= GIVEN RECORDS =
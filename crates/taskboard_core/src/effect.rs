use crate::{JobHandle, JobRequest, Notification, RunId};

#[derive(Debug, Clone, PartialEq)]
pub enum Effect {
    Dispatch { run_id: RunId, request: JobRequest },
    OpenStream { run_id: RunId, handle: JobHandle },
    CloseStream { run_id: RunId },
    Notify(Notification),
}
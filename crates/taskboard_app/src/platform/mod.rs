//! Terminal front end: argument/config handling, the message loop, and rendering.
mod app;
mod cli;
mod config;
mod effects;
mod render;

pub use app::run_app;
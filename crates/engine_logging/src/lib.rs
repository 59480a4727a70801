#![deny(missing_docs)]
//! Shared logging utilities for the taskboard workspace.
//!
//! This crate provides the `engine_*` logging macros used across the codebase,
//! the logger setup used by the binary, and a minimal test initializer.

use std::fs::File;
use std::path::Path;

use log::LevelFilter;
use simplelog::{
    ColorChoice, CombinedLogger, Config, ConfigBuilder, SharedLogger, TermLogger, TerminalMode,
    WriteLogger,
};

/// Logs a trace-level message using the global logging facade.
#[macro_export]
macro_rules! engine_trace {
    ($($arg:tt)*) => {{
        log::trace!($($arg)*);
    }};
}

/// Logs an info-level message using the global logging facade.
#[macro_export]
macro_rules! engine_info {
    ($($arg:tt)*) => {{
        log::info!($($arg)*);
    }};
}

/// Logs a debug-level message using the global logging facade.
#[macro_export]
macro_rules! engine_debug {
    ($($arg:tt)*) => {{
        log::debug!($($arg)*);
    }};
}

/// Logs a warn-level message using the global logging facade.
#[macro_export]
macro_rules! engine_warn {
    ($($arg:tt)*) => {{
        log::warn!($($arg)*);
    }};
}

/// Logs an error-level message using the global logging facade.
#[macro_export]
macro_rules! engine_error {
    ($($arg:tt)*) => {{
        log::error!($($arg)*);
    }};
}

/// Destination for log output.
#[derive(Debug, Clone, Copy, PartialEq, Eq)]
pub enum LogDestination {
    /// Write to the given log file only.
    File,
    /// Write to the terminal (stderr for warnings, stdout otherwise).
    Terminal,
    /// Write to both file and terminal.
    Both,
}

impl LogDestination {
    /// Parses `file`, `terminal` or `both` (case-insensitive).
    pub fn parse(text: &str) -> Option<Self> {
        match text.trim().to_ascii_lowercase().as_str() {
            "file" => Some(Self::File),
            "terminal" => Some(Self::Terminal),
            "both" => Some(Self::Both),
            _ => None,
        }
    }
}

/// Initializes the global logger.
///
/// For `LogDestination::File` or `Both`, `log_path` is truncated and written.
/// Falls back to whatever loggers could be created; never panics.
pub fn initialize(destination: LogDestination, level: LevelFilter, log_path: &Path) {
    let config = build_config();

    let loggers: Vec<Box<dyn SharedLogger>> = match destination {
        LogDestination::File => match create_file_logger(level, config, log_path) {
            Some(file_logger) => vec![file_logger as Box<dyn SharedLogger>],
            None => return,
        },
        LogDestination::Terminal => vec![term_logger(level, config) as Box<dyn SharedLogger>],
        LogDestination::Both => {
            let mut loggers: Vec<Box<dyn SharedLogger>> =
                vec![term_logger(level, config.clone()) as Box<dyn SharedLogger>];
            if let Some(file_logger) = create_file_logger(level, config, log_path) {
                loggers.push(file_logger);
            }
            loggers
        }
    };

    let _ = CombinedLogger::init(loggers);
}

/// Initializes a simple terminal logger for use in unit tests.
///
/// This safely no-ops if another logger has already been initialized.
pub fn initialize_for_tests() {
    // Use debug level in debug builds, info in release builds.
    let level = if cfg!(debug_assertions) {
        LevelFilter::Debug
    } else {
        LevelFilter::Info
    };

    // Ignore the error if a logger was already set by another test.
    let _ = CombinedLogger::init(vec![
        TermLogger::new(level, Config::default(), TerminalMode::Mixed, ColorChoice::Auto)
            as Box<dyn SharedLogger>,
    ]);
}

fn build_config() -> Config {
    ConfigBuilder::new()
        .set_time_format_rfc3339()
        .set_target_level(LevelFilter::Error)
        .build()
}

fn term_logger(level: LevelFilter, config: Config) -> Box<TermLogger> {
    TermLogger::new(level, config, TerminalMode::Mixed, ColorChoice::Auto)
}

fn create_file_logger(
    level: LevelFilter,
    config: Config,
    log_path: &Path,
) -> Option<Box<WriteLogger<File>>> {
    match File::create(log_path) {
        Ok(file) => Some(WriteLogger::new(level, config, file)),
        Err(err) => {
            eprintln!("Warning: Could not create log file at {:?}: {}", log_path, err);
            None
        }
    }
}
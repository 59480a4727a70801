use std::time::Duration;

use taskboard_core::{JobHandle, RunId};

/// One decoded log-stream message.
#[derive(Debug, Clone, PartialEq, Eq)]
pub struct StreamEvent {
    pub data: String,
    pub done: bool,
}

/// Lifecycle of a single log stream.
#[derive(Debug, Clone, Copy, PartialEq, Eq)]
pub enum StreamState {
    Connecting,
    Open,
    /// Terminal success: done event seen or closed by the caller.
    Closed,
    /// Terminal error.
    Failed,
}

impl StreamState {
    pub fn is_terminal(self) -> bool {
        matches!(self, StreamState::Closed | StreamState::Failed)
    }
}

#[derive(Debug, Clone, PartialEq, Eq)]
pub enum EngineEvent {
    Dispatched {
        run_id: RunId,
        result: Result<JobHandle, DispatchError>,
    },
    Log {
        run_id: RunId,
        data: String,
        done: bool,
    },
    StreamFailed {
        run_id: RunId,
        error: StreamError,
    },
}

#[derive(Debug, Clone, PartialEq, Eq, thiserror::Error)]
pub enum DispatchError {
    #[error("backend rejected request with HTTP {status}: {body}")]
    BackendRejected { status: u16, body: String },
    #[error("malformed dispatch response: {0}")]
    MalformedResponse(String),
    #[error("dispatch transport error: {0}")]
    Transport(String),
}

#[derive(Debug, Clone, PartialEq, Eq, thiserror::Error)]
pub enum StreamError {
    #[error("log stream connection failed: {0}")]
    ConnectionFailed(String),
    #[error("undecodable log stream message: {0}")]
    DecodeFailure(String),
    #[error("log stream aborted by server: {0}")]
    AbortedByServer(String),
    #[error("log stream idle for {0:?}")]
    IdleTimeout(Duration),
}

/// Errors raised while setting up the engine itself.
#[derive(Debug, thiserror::Error)]
pub enum EngineError {
    #[error("invalid base url '{url}': {reason}")]
    InvalidBaseUrl { url: String, reason: String },
    #[error("failed to build http client: {0}")]
    Client(String),
    #[error("failed to start async runtime: {0}")]
    Runtime(#[from] std::io::Error),
}
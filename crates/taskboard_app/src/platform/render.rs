use std::io::{self, Write};

use chrono::Local;
use taskboard_core::{AppViewModel, Notification, NotificationKind, RunId};

/// Renders the view model as an append-only terminal transcript.
///
/// Rows already printed are never reprinted; a new run (or a reset) starts a
/// fresh logfile panel.
pub struct TerminalRenderer<W: Write> {
    out: W,
    run_id: Option<RunId>,
    header_printed: bool,
    printed_rows: usize,
}

impl<W: Write> TerminalRenderer<W> {
    pub fn new(out: W) -> Self {
        Self {
            out,
            run_id: None,
            header_printed: false,
            printed_rows: 0,
        }
    }

    pub fn render(&mut self, view: &AppViewModel) -> io::Result<()> {
        if self.run_id != Some(view.run_id) || view.rows.len() < self.printed_rows {
            self.run_id = Some(view.run_id);
            self.header_printed = false;
            self.printed_rows = 0;
        }

        if let Some(logfile) = view.logfile.as_deref().filter(|_| !self.header_printed) {
            writeln!(self.out, "Logfile")?;
            writeln!(self.out, "{logfile}")?;
            self.header_printed = true;
        }

        for row in &view.rows[self.printed_rows..] {
            writeln!(self.out, "{:>4}  {}", row.index, row.line)?;
        }
        self.printed_rows = view.rows.len();
        self.out.flush()
    }

    pub fn toast(&mut self, notification: &Notification) -> io::Result<()> {
        let label = match notification.kind {
            NotificationKind::Pending => "pending",
            NotificationKind::Success => "success",
            NotificationKind::Error => "error",
        };
        writeln!(
            self.out,
            "[{}] {label}: {}",
            Local::now().format("%H:%M:%S"),
            notification.message
        )?;
        self.out.flush()
    }

    #[cfg(test)]
    pub fn into_inner(self) -> W {
        self.out
    }
}
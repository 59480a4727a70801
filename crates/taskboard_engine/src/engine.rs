use std::sync::{mpsc, Arc};
use std::thread;
use std::time::Duration;

use engine_logging::{engine_debug, engine_info};
use taskboard_core::{JobHandle, JobRequest, RunId};

use crate::dispatch::{Dispatcher, ReqwestDispatcher};
use crate::stream::{open_stream, Connector, StreamHandle, StreamObserver};
use crate::transport::ReqwestConnector;
use crate::{EngineError, EngineEvent, EngineSettings, StreamError};

enum EngineCommand {
    Dispatch { run_id: RunId, request: JobRequest },
    OpenStream { run_id: RunId, handle: JobHandle },
    CloseStream { run_id: RunId },
}

/// Runs dispatches and the log stream on a background tokio runtime.
///
/// Commands go in through the handle's methods; results come back as
/// `EngineEvent`s in the order the engine produced them. At most one stream is
/// active: opening another closes the previous one.
pub struct EngineHandle {
    cmd_tx: mpsc::Sender<EngineCommand>,
    event_rx: mpsc::Receiver<EngineEvent>,
}

impl EngineHandle {
    pub fn new(settings: EngineSettings) -> Result<Self, EngineError> {
        let dispatcher = Arc::new(ReqwestDispatcher::new(&settings)?);
        let connector = Arc::new(ReqwestConnector::new(&settings)?);
        Self::with_parts(dispatcher, connector, settings.stream_idle_timeout)
    }

    pub fn with_parts<C>(
        dispatcher: Arc<dyn Dispatcher>,
        connector: Arc<C>,
        idle_timeout: Option<Duration>,
    ) -> Result<Self, EngineError>
    where
        C: Connector + 'static,
    {
        let (cmd_tx, cmd_rx) = mpsc::channel();
        let (event_tx, event_rx) = mpsc::channel();
        let runtime = tokio::runtime::Runtime::new()?;

        thread::spawn(move || {
            let mut active: Option<(RunId, StreamHandle)> = None;
            while let Ok(command) = cmd_rx.recv() {
                match command {
                    EngineCommand::Dispatch { run_id, request } => {
                        let dispatcher = dispatcher.clone();
                        let event_tx = event_tx.clone();
                        runtime.spawn(async move {
                            let result = dispatcher.start_job(&request).await;
                            let _ = event_tx.send(EngineEvent::Dispatched { run_id, result });
                        });
                    }
                    EngineCommand::OpenStream { run_id, handle } => {
                        if let Some((previous, stream)) = active.take() {
                            engine_debug!(
                                "Closing stream of run {} before opening run {}",
                                previous,
                                run_id
                            );
                            stream.close();
                        }
                        let observer = Arc::new(ChannelObserver {
                            run_id,
                            tx: event_tx.clone(),
                        });
                        let _guard = runtime.enter();
                        let stream =
                            open_stream(connector.clone(), handle, observer, idle_timeout);
                        active = Some((run_id, stream));
                    }
                    EngineCommand::CloseStream { run_id } => match active.take() {
                        Some((current, stream)) if current == run_id => {
                            engine_info!("Closing stream of run {}", run_id);
                            stream.close();
                        }
                        other => active = other,
                    },
                }
            }
            engine_debug!("Engine command channel closed; shutting down");
        });

        Ok(Self { cmd_tx, event_rx })
    }

    pub fn dispatch(&self, run_id: RunId, request: JobRequest) {
        let _ = self.cmd_tx.send(EngineCommand::Dispatch { run_id, request });
    }

    pub fn open_stream(&self, run_id: RunId, handle: JobHandle) {
        let _ = self.cmd_tx.send(EngineCommand::OpenStream { run_id, handle });
    }

    pub fn close_stream(&self, run_id: RunId) {
        let _ = self.cmd_tx.send(EngineCommand::CloseStream { run_id });
    }

    pub fn try_recv(&self) -> Option<EngineEvent> {
        self.event_rx.try_recv().ok()
    }

    /// Block up to `timeout` for the next event.
    pub fn recv_timeout(&self, timeout: Duration) -> Option<EngineEvent> {
        self.event_rx.recv_timeout(timeout).ok()
    }
}

struct ChannelObserver {
    run_id: RunId,
    tx: mpsc::Sender<EngineEvent>,
}

impl StreamObserver for ChannelObserver {
    fn on_event(&self, data: String, is_terminal: bool) {
        let _ = self.tx.send(EngineEvent::Log {
            run_id: self.run_id,
            data,
            done: is_terminal,
        });
    }

    fn on_error(&self, error: StreamError) {
        let _ = self.tx.send(EngineEvent::StreamFailed {
            run_id: self.run_id,
            error,
        });
    }
}
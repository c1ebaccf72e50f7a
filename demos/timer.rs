use std::time::Duration;

use clap::Parser;
use coloop::EventLoop;

/// Two tasks printing interleaved greetings on a timer.
#[derive(Parser)]
struct Args {
    /// Number of greetings each task prints.
    #[arg(long, default_value_t = 3)]
    ticks: u32,

    /// Pause between two greetings, in milliseconds.
    #[arg(long, default_value_t = 1000)]
    interval_ms: u64,
}

fn main() -> anyhow::Result<()> {
    env_logger::init();

    let args = Args::parse();
    let lp = EventLoop::builder().name("timer-demo").build();
    let interval = Duration::from_millis(args.interval_ms);

    for (name, offset) in [("A", Duration::ZERO), ("a", interval / 2)] {
        let (lp2, ticks) = (lp.clone(), args.ticks);
        lp.spawn(async move {
            lp2.wait(offset).await;
            for i in 0..ticks {
                lp2.wait(interval).await;
                println!("Hello {name}{i}!");
            }
            Ok(())
        });
    }

    lp.run()?;

    Ok(())
}
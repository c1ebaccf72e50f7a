//! Suspension points.
//!
//! The `futures` module holds the leaf futures a task can suspend on. Each of
//! them registers the task with the loop's timer queue or readiness watcher on
//! first poll, and removes that registration again when dropped, so a task
//! that is cancelled while suspended leaves nothing behind.
//!
//! - `timer`: [EventLoop::wait](crate::EventLoop::wait), sleeping for a
//!   duration.
//! - `readiness`: [EventLoop::await_readable](crate::EventLoop::await_readable)
//!   and [EventLoop::await_writable](crate::EventLoop::await_writable).
//! - `manual`: [EventLoop::await_manual_resume](crate::EventLoop::await_manual_resume),
//!   parking a task until some other code resumes it.
//!
//! The remaining suspension point, waiting for another task, is
//! [Evaluation::result](crate::Evaluation::result).
pub mod manual;
pub mod readiness;
pub mod timer;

= INSTRUCTIONS FOR THE TASK =
Extract every line above that contains the word "them".

= EXERCISE RESPONSE =
/// `EngineEvent`s in the order the engine produced them. At most one stream is
//! them registers the task with the loop's timer queue or readiness watcher on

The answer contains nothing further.